Os entregadores reclamaram que não tinham seguro. Mas já oferecíamos o produto desde 2019 e vimos que comunicávamos mal, reforçamos isso. Eles também pediram convênios e descontos com parceiros. A gente tinha, mas não na demanda deles, então aumentamos a quantidade.
Tínhamos um sistema de pontos que rankeava os entregadores. A implantação não foi bem feita. Tiramos e voltaremos gradualmente, reformulando juntos.
Há espaço frequente de interlocução? Nós já tínhamos um canal de comunicação e ele foi intensificado. Temos “focus groups” (grupos de conversa), participamos de grupos de WhatsApp para saber o que está dando certo e errado. Já vínhamos construindo isso, mas precisou desse momento de virada.
Como acompanharam a segurança dos entregadores na pandemia? No final de fevereiro, montamos um plano de ação. Fizemos conferências com empresas da Coreia, China e Itália para saber o que deu certo e mapeamos nossos processos para verificar pontos de contaminação.
Criamos a entrega sem contato. O entregador deixa a encomenda no chão, dá passos para trás e espera o cliente pegar. Passamos a dar vídeos com orientação de segurança.
Fizemos acordo com a Cruz Vermelha. Entregadores com suspeita de Covid-19 foram orientados a procurar um médico, enviar atestado para serem afastados, recebendo a mesma média de comissões.
Restaurantes vêm reclamando das taxas dos aplicativos e buscando alternativas independentes. Como afeta a empresa? Como buscamos saúde do ecossistema, não temos problemas com taxas. Não temos as taxas mais altas. Ficamos 30% abaixo dos maiores níveis do setor. Não adianta cobrar uma taxa alta se o restaurante vai morrer. Esse movimento nos impacta em raríssimos casos. E penso que é saudável a discussão.
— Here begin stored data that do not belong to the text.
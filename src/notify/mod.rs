//! Transient user-facing notifications ("toasts").
//!
//! A loading toast stays up until it is closed; success and error toasts are
//! fire-and-forget. [`console::ConsoleNotifier`] renders them in a terminal,
//! [`recording::RecordingNotifier`] keeps them for assertions.

pub mod console;
pub mod recording;

use async_trait::async_trait;

#[derive(Debug, Clone, Copy, PartialEq, Eq)]
pub enum ToastLevel {
    Loading,
    Success,
    Error,
}

#[derive(Debug, Clone, PartialEq, Eq)]
pub struct Toast {
    pub level: ToastLevel,
    pub title: String,
    pub description: String,
}

impl Toast {
    pub fn loading(title: impl Into<String>, description: impl Into<String>) -> Self {
        Self::with_level(ToastLevel::Loading, title, description)
    }

    pub fn success(title: impl Into<String>, description: impl Into<String>) -> Self {
        Self::with_level(ToastLevel::Success, title, description)
    }

    pub fn error(title: impl Into<String>, description: impl Into<String>) -> Self {
        Self::with_level(ToastLevel::Error, title, description)
    }

    fn with_level(level: ToastLevel, title: impl Into<String>, description: impl Into<String>) -> Self {
        Self {
            level,
            title: title.into(),
            description: description.into(),
        }
    }
}

/// Handle for closing a toast that was shown earlier.
#[derive(Debug, Clone, Copy, PartialEq, Eq, Hash)]
pub struct ToastId(pub u64);

#[async_trait]
pub trait Notifier: Send + Sync {
    async fn show(&self, toast: Toast) -> ToastId;
    /// Close a toast. Closing an unknown or already-closed id is a no-op.
    async fn close(&self, id: ToastId);
}
mod commands;

use std::process::ExitCode;

use anyhow::Result;
use clap::{Parser, Subcommand};

use orgdesk::consts::REPO;
use orgdesk::logging;
use orgdesk::model::{AppliedRoleId, Decision, Department, Role};

use commands::config::ConfigAction;
use commands::event::EventAction;
use commands::user::UserAction;

#[derive(Parser)]
#[command(
    name = "orgdesk",
    version,
    about = "Recruitment decisions and attendance events for your organization.",
    after_help = format!("Report issues at {REPO}/issues")
)]
struct Cli {
    #[command(subcommand)]
    command: Command,

    /// SQLite database file (default ~/.orgdesk/orgdesk.db)
    #[arg(short, long, global = true)]
    db: Option<String>,

    /// Log debug output to stderr
    #[arg(short, long, global = true, default_value_t = false)]
    verbose: bool,
}

#[derive(Subcommand)]
enum Command {
    /// Sign in as an existing user
    Login { user_id: String },
    /// Sign out
    Logout,
    /// Show the signed-in user
    Whoami,
    /// Read or change stored settings
    Config {
        #[command(subcommand)]
        action: ConfigAction,
    },
    /// Manage person records
    User {
        #[command(subcommand)]
        action: UserAction,
    },
    /// Apply for a role as the signed-in applicant
    Apply {
        #[arg(long)]
        role: Role,
        #[arg(long)]
        department: Department,
    },
    /// List the signed-in user's applications
    Applications,
    /// Accept or reject an offered role
    Decide {
        applied_role_id: String,
        decision: Decision,
        /// Skip the confirmation prompt
        #[arg(short, long, default_value_t = false)]
        yes: bool,
    },
    /// Create and inspect events
    Event {
        #[command(subcommand)]
        action: EventAction,
    },
}

#[tokio::main]
async fn main() -> ExitCode {
    let cli = Cli::parse();

    if let Err(e) = logging::init(cli.verbose) {
        eprintln!("warning: {e}");
    }

    match run(cli).await {
        Ok(code) => code,
        Err(e) => {
            eprintln!("error: {e:#}");
            ExitCode::FAILURE
        }
    }
}

async fn run(cli: Cli) -> Result<ExitCode> {
    let db = commands::resolve_db(cli.db)?;

    match cli.command {
        Command::Login { user_id } => commands::login::run(&db, user_id).await?,
        Command::Logout => commands::logout::run(&db)?,
        Command::Whoami => commands::whoami::run(&db)?,
        Command::Config { action } => commands::config::run(&db, action)?,
        Command::User { action } => commands::user::run(&db, action).await?,
        Command::Apply { role, department } => commands::apply::run(&db, role, department).await?,
        Command::Applications => commands::applications::run(&db).await?,
        Command::Decide {
            applied_role_id,
            decision,
            yes,
        } => {
            return commands::decide::run(&db, AppliedRoleId(applied_role_id), decision, yes).await;
        }
        Command::Event { action } => commands::event::run(&db, action).await?,
    }
    Ok(ExitCode::SUCCESS)
}
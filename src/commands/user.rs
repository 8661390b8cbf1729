use anyhow::{Result, bail};
use clap::Subcommand;

use orgdesk::model::{Department, PersonKind, Role, User, UserId};
use orgdesk::store::UserRepository;
use orgdesk::store::sqlite::SqliteStore;

#[derive(Subcommand)]
pub enum UserAction {
    /// Add or replace a person record (an applicant unless --member)
    Add {
        id: String,
        #[arg(long)]
        name: Option<String>,
        #[arg(long, default_value_t = false, requires_all = ["role", "department"])]
        member: bool,
        #[arg(long)]
        role: Option<Role>,
        #[arg(long)]
        department: Option<Department>,
    },
    Show { id: String },
}

pub async fn run(db: &str, action: UserAction) -> Result<()> {
    let store = SqliteStore::open(db)?;
    match action {
        UserAction::Add {
            id,
            name,
            member,
            role,
            department,
        } => {
            let user = User {
                id: UserId::new(id),
                name,
                kind: if member {
                    PersonKind::Member
                } else {
                    PersonKind::Applicant
                },
                role,
                department,
            };
            store.save(&user).await?;
            println!("✓ saved {} ({})", user.id, user.kind);
        }
        UserAction::Show { id } => {
            let id = UserId::new(id);
            let Some(user) = store.get_by_id(&id).await? else {
                bail!("no such user: {id}");
            };
            println!("{}", serde_json::to_string_pretty(&user)?);
        }
    }
    Ok(())
}
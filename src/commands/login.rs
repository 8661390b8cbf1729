use anyhow::Result;

use orgdesk::auth;
use orgdesk::model::UserId;

pub async fn run(db: &str, user_id: String) -> Result<()> {
    let session = auth::login(db, &UserId::new(user_id)).await?;
    println!("✓ signed in as {} ({})", session.user_id, session.kind);
    Ok(())
}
Financeiramente, a pandemia foi período de investir ou de colher resultados? Estamos ainda em fase forte de investimento. Acreditamos que o Brasil é prioritário, com muito para crescer, avançar em novas verticais e consolidar aquelas em que estamos. Além disso, não há um superapp (aplicativo que reúne grande volume de funções) no Brasil ainda e queremos nos posicionar como o principal da América Latina.